2. Show how to create a numeric vector that contains the sequence from 20 to 50 by 5.

This code scales the vector of integers from 4 to 10, inclusive, by 5 to create the desired vector.

twenty_to_fifty_by_five <- 5*c(4:10)
twenty_to_fifty_by_five
## [1] 20 25 30 35 40 45 50

3. Create the function “quad” that takes a trio of input numbers a, b, and c and solve the quadratic equation. The function should print as an output the two solutions. Please run and test your answer for (1,2,1), (1,6,5) and (1,1,1).

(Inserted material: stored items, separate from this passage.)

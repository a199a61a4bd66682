//! Core library for the `suiterun` job aggregator.
//!
//! The crate discovers executable jobs in a directory, runs them one after
//! another as subprocesses, and folds their exit statuses into a report
//! whose summary decides the process exit code.

pub mod aggregator;
pub mod config;
pub mod discover;
pub mod job;
pub mod notifier;
pub mod report;
pub mod runner;
#[cfg(test)]
pub mod test_helpers;
pub mod test_support;

pub use aggregator::Aggregator;
pub use config::{AggregatorConfig, ConfigError};
pub use discover::{DiscoveryError, DiscoveryMode, discover};
pub use job::{Job, JobFailure, JobOutcome, JobStatus};
pub use notifier::{Level, Notifier, NotifierError};
pub use report::{RunReport, RunReportBuilder, report};
pub use runner::{
    CommandOutput, CommandRunner, ProcessCommandRunner, RunnerError, StreamingCommandRunner,
};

This function uses conditional logic to evaluate the quadratic formula depending on if the discriminant is positive, zero (in which case it evaluates a simplified version of the quadratic formula,) or negative (in which case the solutions are output as complex numbers.)

quad <- function (a,b,c)
  if (b**2-4*a*c>0) {
    r1 <- (-b+sqrt(b**2-4*a*c))/(2*a)
    r2 <- (-b-sqrt(b**2-4*a*c))/(2*a)
    two_real_solutions <- list(r1,r2)
    return(two_real_solutions)
  } else if (b**2-4*a*c==0) {
    -b/(2*a)
  } else {
    c1 <- (-b+sqrt(as.complex(b**2-4*a*c)))/(2*a)
    c2 <- (-b-sqrt(as.complex(b**2-4*a*c)))/(2*a)
    two_complex_solutions <- list(c1,c2)
    return(two_complex_solutions)
  }
quad(1,2,1)
## [1] -1
quad(1,6,5)
## [[1]]
## [1] -1
## 
## [[2]]
## [1] -5
quad(1,1,1)
## [[1]]
## [1] -0.5+0.8660254i
## 
## [[2]]
## [1] -0.5-0.8660254i